Olinto e um hotel vizinho, Domaine Malika, sofreram algumas rachaduras e objetos quebrados.
No Chez Momo II, assim chamado porque o proprietário teve que reconstruir o Chez Momo original para tirá-lo do caminho de uma barragem, o restaurante e dois quartos no andar de cima desabaram no terremoto.
Parecia que um deslizamento de terra havia parado pouco antes da borda da piscina. No lobby, as pinturas, as tradicionais portas Amazigh e os objetos vintage que o proprietário, Sr. Mouden, colecionou carinhosamente ao longo dos anos, estavam pendurados tortos.

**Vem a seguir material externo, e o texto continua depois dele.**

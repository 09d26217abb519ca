//! Inverse-matrix solver with Sherman-Morrison row updates.
//!
//! The inverse is rebuilt from scratch every [`REFRESH`] solves. In between,
//! every row whose conductances changed is folded in as a rank-one update
//! of the inverse, which is cheaper than a new factorization when only a
//! few devices re-stamp.

use super::direct::Direct;
use super::matrix::{build_rhs, DenseMatrix};
use super::terms::Terms;

/// Solves between full inversions.
pub const REFRESH: u32 = 50;

#[derive(Debug, Clone)]
pub struct ShermanMorrison {
    a: DenseMatrix,
    /// Matrix the inverse belongs to
    la: DenseMatrix,
    ainv: DenseMatrix,
    rhs: Vec<f64>,
    w: Vec<f64>,
    z: Vec<f64>,
    delta: Vec<(usize, f64)>,
    cnt: u32,
    valid: bool,
    direct: Direct,
}

impl ShermanMorrison {
    pub fn new(n: usize, capacity: usize, pivot: bool) -> Self {
        Self {
            a: DenseMatrix::new(n, capacity),
            la: DenseMatrix::new(n, capacity),
            ainv: DenseMatrix::new(n, capacity),
            rhs: vec![0.0; n],
            w: vec![0.0; n],
            z: vec![0.0; n],
            delta: Vec::with_capacity(n),
            cnt: 0,
            valid: false,
            direct: Direct::new(n, capacity, pivot),
        }
    }

    /// Force a full inversion on the next solve.
    pub fn invalidate(&mut self) {
        self.valid = false;
    }

    fn refresh(&mut self) -> bool {
        self.valid = self.a.invert_into(&mut self.ainv);
        if self.valid {
            self.la.copy_from(&self.a);
        }
        self.valid
    }

    pub fn solve(&mut self, rows: &[Terms], v: &mut [f64]) {
        let n = rows.len();
        self.a.build(rows);
        build_rhs(rows, &mut self.rhs);

        let ok = if !self.valid || self.cnt % REFRESH == 0 {
            self.refresh()
        } else {
            self.update_rows(rows)
        };
        self.cnt = self.cnt.wrapping_add(1);
        if !ok {
            self.valid = false;
            self.direct.solve(rows, v);
            return;
        }
        self.ainv.mult_vec(&self.rhs, &mut v[..n]);
    }

    fn update_rows(&mut self, rows: &[Terms]) -> bool {
        let n = rows.len();
        for (r, row) in rows.iter().enumerate() {
            self.delta.clear();
            for &c in &row.nz {
                let d = self.a.get(r, c) - self.la.get(r, c);
                if d != 0.0 {
                    self.delta.push((c, d));
                }
            }
            if self.delta.is_empty() {
                continue;
            }
            for i in 0..n {
                self.z[i] = self.delta.iter().map(|&(c, d)| d * self.ainv.get(c, i)).sum();
                self.w[i] = self.ainv.get(i, r);
            }
            let lambda = 1.0 + self.z[r];
            if lambda == 0.0 {
                return self.refresh();
            }
            for i in 0..n {
                let f = self.w[i] / lambda;
                if f != 0.0 {
                    for j in 0..n {
                        self.ainv.add(i, j, -f * self.z[j]);
                    }
                }
            }
            for &(c, _) in &self.delta {
                let x = self.a.get(r, c);
                self.la.set(r, c, x);
            }
        }
        true
    }
}

#[cfg(test)]
mod tests {
    use super::*;
    use crate::solver::direct::tests::{ladder, ladder_expected};
    use approx::assert_relative_eq;

    #[test]
    fn test_rank_one_updates_track_changes() {
        let mut rows = ladder(5);
        let mut s = ShermanMorrison::new(5, 5, false);
        let mut v = vec![0.0; 5];
        s.solve(&rows, &mut v);
        for (got, want) in v.iter().zip(ladder_expected(5)) {
            assert_relative_eq!(*got, want, epsilon = 1e-9);
        }

        // change the conductances on net 2, both sides
        rows[2].go[0] = 2.0;
        rows[2].gt[0] = 2.0;
        s.solve(&rows, &mut v);

        let mut d = Direct::new(5, 5, true);
        let mut want = vec![0.0; 5];
        d.solve(&rows, &mut want);
        for (got, want) in v.iter().zip(want) {
            assert_relative_eq!(*got, want, epsilon = 1e-9);
        }
    }
}
//! Fixed-point simulation time.
//!
//! All scheduling happens on an integer time axis with a resolution of one
//! picosecond. Floating point time only appears at the analog solver
//! boundary ([`SimTime::as_double`], [`SimTime::from_double`]).

use std::fmt;
use std::ops::{Add, AddAssign, Mul, Sub, SubAssign};

use serde::{Deserialize, Serialize};

/// Simulation time in raw ticks.
#[derive(Debug, Clone, Copy, PartialEq, Eq, PartialOrd, Ord, Hash, Default, Serialize, Deserialize)]
#[serde(transparent)]
pub struct SimTime(u64);

impl SimTime {
    /// Number of raw ticks per second.
    pub const RESOLUTION: u64 = 1_000_000_000_000;

    const fn ratio(nom: u64, den: u64) -> Self {
        Self(nom * (Self::RESOLUTION / den))
    }

    /// Time zero.
    pub const fn zero() -> Self {
        Self(0)
    }

    /// The smallest representable time step.
    pub const fn quantum() -> Self {
        Self(1)
    }

    /// Infinite horizon, later than any reachable time.
    pub const fn never() -> Self {
        Self(u64::MAX)
    }

    pub const fn from_nsec(ns: u64) -> Self {
        Self::ratio(ns, 1_000_000_000)
    }

    pub const fn from_usec(us: u64) -> Self {
        Self::ratio(us, 1_000_000)
    }

    pub const fn from_msec(ms: u64) -> Self {
        Self::ratio(ms, 1_000)
    }

    /// Period of a frequency in Hz.
    pub const fn from_hz(hz: u64) -> Self {
        Self(Self::RESOLUTION / hz)
    }

    pub const fn from_raw(raw: u64) -> Self {
        Self(raw)
    }

    /// Convert seconds to time, truncating towards zero.
    ///
    /// Negative and NaN inputs map to zero, values beyond the range
    /// saturate at [`SimTime::never`].
    pub fn from_double(t: f64) -> Self {
        // `as` saturates for out-of-range floats
        Self((t * Self::RESOLUTION as f64) as u64)
    }

    pub const fn as_raw(self) -> u64 {
        self.0
    }

    /// Time in seconds.
    pub fn as_double(self) -> f64 {
        self.0 as f64 / Self::RESOLUTION as f64
    }

    pub const fn is_never(self) -> bool {
        self.0 == u64::MAX
    }
}

impl Add for SimTime {
    type Output = SimTime;

    fn add(self, rhs: SimTime) -> SimTime {
        SimTime(self.0.saturating_add(rhs.0))
    }
}

impl AddAssign for SimTime {
    fn add_assign(&mut self, rhs: SimTime) {
        *self = *self + rhs;
    }
}

impl Sub for SimTime {
    type Output = SimTime;

    fn sub(self, rhs: SimTime) -> SimTime {
        SimTime(self.0.saturating_sub(rhs.0))
    }
}

impl SubAssign for SimTime {
    fn sub_assign(&mut self, rhs: SimTime) {
        *self = *self - rhs;
    }
}

impl Mul<u64> for SimTime {
    type Output = SimTime;

    fn mul(self, rhs: u64) -> SimTime {
        SimTime(self.0.saturating_mul(rhs))
    }
}

impl fmt::Display for SimTime {
    fn fmt(&self, f: &mut fmt::Formatter<'_>) -> fmt::Result {
        if self.is_never() {
            write!(f, "never")
        } else {
            write!(f, "{:.9}s", self.as_double())
        }
    }
}

#[cfg(test)]
mod tests {
    use super::*;

    #[test]
    fn test_unit_constructors() {
        assert_eq!(SimTime::from_nsec(1).as_raw(), 1_000);
        assert_eq!(SimTime::from_usec(1), SimTime::from_nsec(1_000));
        assert_eq!(SimTime::from_msec(2), SimTime::from_usec(2_000));
        assert_eq!(SimTime::from_hz(1_000), SimTime::from_msec(1));
        assert_eq!(SimTime::quantum().as_raw(), 1);
    }

    #[test]
    fn test_double_conversion() {
        let t = SimTime::from_double(0.25);
        assert_eq!(t, SimTime::from_msec(250));
        assert_eq!(t.as_double(), 0.25);
        assert_eq!(SimTime::from_double(-1.0), SimTime::zero());
    }

    #[test]
    fn test_arithmetic_saturates() {
        let t = SimTime::never() + SimTime::from_nsec(5);
        assert!(t.is_never());
        assert_eq!(SimTime::zero() - SimTime::quantum(), SimTime::zero());
        assert_eq!(SimTime::quantum() * 2, SimTime::from_raw(2));
    }

    #[test]
    fn test_ordering() {
        assert!(SimTime::zero() < SimTime::quantum());
        assert!(SimTime::from_msec(1) < SimTime::never());
    }
}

Mouden, 45 anos, estava ocupado na terça-feira servindo chá às pessoas que passavam e entregando suprimentos doados em Ouirgane – sua cidade natal. Ele estava optimista quanto ao facto de o governo ajudar a financiar a reconstrução, dada a importância local do turismo.
“Já que todos estão prejudicados, por que eu deveria me sentir mal com isso? De qualquer forma, gosto de construir”, disse ele. “Havia Momo I, houve Momo II e agora haverá um Momo III.”
Yassine Oulhiq e Matthew Mpoke Bigg relatórios contribuídos.